Моника оборачивается.
– Нет, – говорит она. – Не возьму. Ей у меня надоело. Ты только проследи, пожалуйста, чтобы ее кто-нибудь хороший нашел, ладно?
Ладно, растерянно молчу я. Прослежу.
– И не называй ее безделушкой! – кричит Моника и машет мне рукой.
– Ну что? – спрашиваю я. – Доигралась? Свинья ты. Монику расстроила.
– Так надо, – хмуро отвечает свинка, нюхая оставленный Моникой кусочек пиццы. – А Моника твоя переживет.
Высокомерно пожимаю плечами и отворачиваюсь. Не спорить же с фарфоровой безделушкой. Может, ей и правда надо.
Через несколько секунд со скамейки раздается громкое чавканье.
– О, твоя голодовка закончилась! – говорю я ехидно. – Приятного аппетита!
Но фарфоровая свинка меня не слышит.
– Какая гадость, – бормочет она с набитым ртом, – терпеть не могу холодную пиццу.
Обезьянка
– Ты пойдешь на выставку? – спросила меня моя соседка по квартире Нанда Абукассиш, бесцеремонно копаясь в вещах, разложенных на моем туалетном столике (на самом деле у меня нет туалетного столика, но, когда я заняла эту комнату, я повесила над комодом круглое зеркало, с одной стороны оно нормальное, а с другой – увеличительное, чтобы можно было как следует рассматривать свой нос после ванны. А на самом комоде поставила мозаичную египетскую шкатулку с украшениями, положила кремы – для лица, для тела и один, с экстрактом шелка, для зоны декольте, а еще расческу, маникюрный набор и прочие мелочи, совершенно необходимые любой девушке).
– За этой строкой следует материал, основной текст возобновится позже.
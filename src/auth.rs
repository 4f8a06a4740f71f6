// boltd - Thunderbolt/USB4 device authorization daemon
//
// Authorization task: the one-shot async operation that performs the
// sysfs write sequence for a single device. See spec.md §4.9.
//
// The actual sysfs write sequence is behind a small `AuthBackend` trait
// rather than called directly against `udev::Device::from_syspath` so the
// whole authorize flow (state machine, journal, flags) is drivable in
// tests without a real kernel — the same substitution point `events.rs`
// uses for the hotplug stream.

use std::path::Path;
use std::sync::{Arc, OnceLock};

use tokio::sync::watch;
use tokio::task::JoinHandle;
use tracing::{info, warn};

use crate::device::AuthOutcome;
use crate::error::{Error, Result};
use crate::key::Key;
use crate::types::{AuthFlags, SecurityLevel, Uid};

/// What the caller asked for: a target level and, for `secure`, the key
/// material to write (or prove possession of).
pub struct AuthRequest {
    pub uid: Uid,
    pub level: SecurityLevel,
    pub key: Option<Key>,
    pub domain_permits_pcie: bool,
}

/// Performs the blocking sysfs write sequence for a request against the
/// device at `syspath`.
pub trait AuthBackend: Send + Sync {
    fn perform(&self, request: &AuthRequest, syspath: &Path) -> Result<AuthOutcome>;
}

/// The real backend: opens the device via its syspath and writes `key`/
/// `authorized` directly.
pub struct UdevAuthBackend;

impl AuthBackend for UdevAuthBackend {
    fn perform(&self, request: &AuthRequest, syspath: &Path) -> Result<AuthOutcome> {
        let device = udev::Device::from_syspath(syspath).map_err(Error::Udev)?;
        write_sequence(request, &device)
    }
}

fn write_sequence(request: &AuthRequest, device: &udev::Device) -> Result<AuthOutcome> {
    let mut flags = AuthFlags::empty();
    if !request.domain_permits_pcie {
        flags |= AuthFlags::NOPCIE;
    }

    let (achieved, key_was_new) = match request.level {
        SecurityLevel::None | SecurityLevel::DpOnly | SecurityLevel::UsbOnly => {
            // The kernel auto-authorizes at these levels; we only observe.
            (request.level, false)
        }
        SecurityLevel::User => {
            device
                .set_attribute_value("authorized", "1")
                .map_err(Error::Udev)?;
            (SecurityLevel::User, false)
        }
        SecurityLevel::Secure => {
            let key = request
                .key
                .as_ref()
                .ok_or_else(|| Error::NoKey { uid: request.uid.clone() })?;
            let achieved = key.write_to_kernel(&request.uid, device)?;
            device
                .set_attribute_value("authorized", "2")
                .map_err(Error::Udev)?;
            (achieved, key.is_fresh())
        }
        SecurityLevel::Unknown => {
            return Err(Error::Cfg(format!(
                "cannot authorize {} at an unknown security level",
                request.uid
            )));
        }
    };

    if achieved == SecurityLevel::Secure {
        flags |= AuthFlags::SECURE;
    }

    Ok(AuthOutcome {
        level: achieved,
        flags,
        key_was_new,
    })
}

/// A spawned, cancellable authorization in flight. `check()` does not
/// consume the task, matching spec.md §9's "task errors can be inspected
/// without consumption": the result is written once into a shared
/// `OnceLock` and every `check()` call reads the same slot.
pub struct AuthTask {
    uid: Uid,
    result: Arc<OnceLock<Result<AuthOutcome>>>,
    cancel: watch::Sender<bool>,
    handle: JoinHandle<()>,
}

impl AuthTask {
    /// Spawns the task. The blocking sysfs write runs inside
    /// `spawn_blocking` so the single-threaded main loop never stalls on
    /// device I/O.
    pub fn spawn(
        request: AuthRequest,
        syspath: std::path::PathBuf,
        backend: Arc<dyn AuthBackend>,
    ) -> Self {
        let uid = request.uid.clone();
        let result: Arc<OnceLock<Result<AuthOutcome>>> = Arc::new(OnceLock::new());
        let (cancel_tx, mut cancel_rx) = watch::channel(false);

        let result_slot = result.clone();
        let task_uid = uid.clone();
        let handle = tokio::spawn(async move {
            if *cancel_rx.borrow() {
                let _ = result_slot.set(Err(Error::Cancelled));
                return;
            }

            let outcome =
                tokio::task::spawn_blocking(move || backend.perform(&request, &syspath))
                    .await
                    .unwrap_or_else(|join_err| {
                        Err(Error::Failed(format!("authorization task panicked: {join_err}")))
                    });

            // A cancellation observed after the blocking write has already
            // run has no effect: spec.md §5 "does not roll back any
            // partial kernel-side effect" — the achieved state is whatever
            // a subsequent `change` event reports.
            if cancel_rx.has_changed().unwrap_or(false) && *cancel_rx.borrow() {
                warn!(uid = %task_uid, "authorization cancelled after sysfs write completed");
            }

            match &outcome {
                Ok(o) => info!(uid = %task_uid, level = %o.level, "authorization succeeded"),
                Err(e) => warn!(uid = %task_uid, error = %e, "authorization failed"),
            }

            let _ = result_slot.set(outcome);
        });

        Self {
            uid,
            result,
            cancel: cancel_tx,
            handle,
        }
    }

    pub fn uid(&self) -> &Uid {
        &self.uid
    }

    /// Awaits completion and returns the outcome, consuming the task. A
    /// backend error loses its original variant here (there's no `Clone`
    /// on `Error`) and is reported as [`Error::Failed`] with the original
    /// message preserved in its text.
    pub async fn join(self) -> Result<AuthOutcome> {
        let result = self.result.clone();
        let _ = self.handle.await;
        match result.get() {
            Some(Ok(outcome)) => Ok(*outcome),
            Some(Err(e)) => Err(Error::Failed(e.to_string())),
            None => Err(Error::Failed("authorization task ended without a result".into())),
        }
    }

    /// Non-consuming peek at the task's outcome. Returns `None` while
    /// still in flight.
    pub fn check(&self) -> Option<&Result<AuthOutcome>> {
        self.result.get()
    }

    pub fn is_finished(&self) -> bool {
        self.handle.is_finished()
    }

    /// Requests cancellation. Has no effect once the blocking write has
    /// already started (see spec.md §5).
    pub fn cancel(&self) {
        let _ = self.cancel.send(true);
    }
}

/// A backend that never touches sysfs, for driving the authorize flow
/// end-to-end in tests. Always reports success at the requested level,
/// marking the key fresh iff one was supplied and [`Key::is_fresh`].
pub struct FakeAuthBackend;

impl AuthBackend for FakeAuthBackend {
    fn perform(&self, request: &AuthRequest, _syspath: &Path) -> Result<AuthOutcome> {
        let mut flags = AuthFlags::empty();
        if !request.domain_permits_pcie {
            flags |= AuthFlags::NOPCIE;
        }
        if request.level == SecurityLevel::Secure {
            flags |= AuthFlags::SECURE;
        }
        let key_was_new = request.key.as_ref().map(Key::is_fresh).unwrap_or(false);
        Ok(AuthOutcome {
            level: request.level,
            flags,
            key_was_new,
        })
    }
}

#[cfg(test)]
mod tests {
    use super::*;

    #[tokio::test]
    async fn fake_backend_reaches_authorized_via_spawn() {
        let request = AuthRequest {
            uid: Uid::new("uid-a"),
            level: SecurityLevel::User,
            key: None,
            domain_permits_pcie: true,
        };

        let task = AuthTask::spawn(request, "/sys/devices/fake".into(), Arc::new(FakeAuthBackend));
        for _ in 0..100 {
            if task.is_finished() {
                break;
            }
            tokio::time::sleep(std::time::Duration::from_millis(5)).await;
        }

        let outcome = task.check().expect("task finished").as_ref().unwrap();
        assert_eq!(outcome.level, SecurityLevel::User);
        assert!(!outcome.flags.contains(AuthFlags::NOPCIE));
    }
}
– Ой, какая прелесть! – сказала Нанда, вытаскивая из шкатулки маленькую белую обезьянку с абсолютно живой рожицей. Обезьянку пару дней назад прямо при мне вырезал пожилой негр из клыка бородавочника. Негр хотел за фигурку пятнадцать евро, но у меня не было пятнадцати, и он продал мне ее за двенадцать пятьдесят, билет на метро и шоколадку. – Где взяла?
Я отобрала у Нанды обезьянку, положила ее обратно в шкатулку, закрыла шкатулку на ключик, а ключик вытащила и спрятала в медальон. Просто так, чтобы позлить Нанду. Нанда показала мне язык и взяла с комода расческу.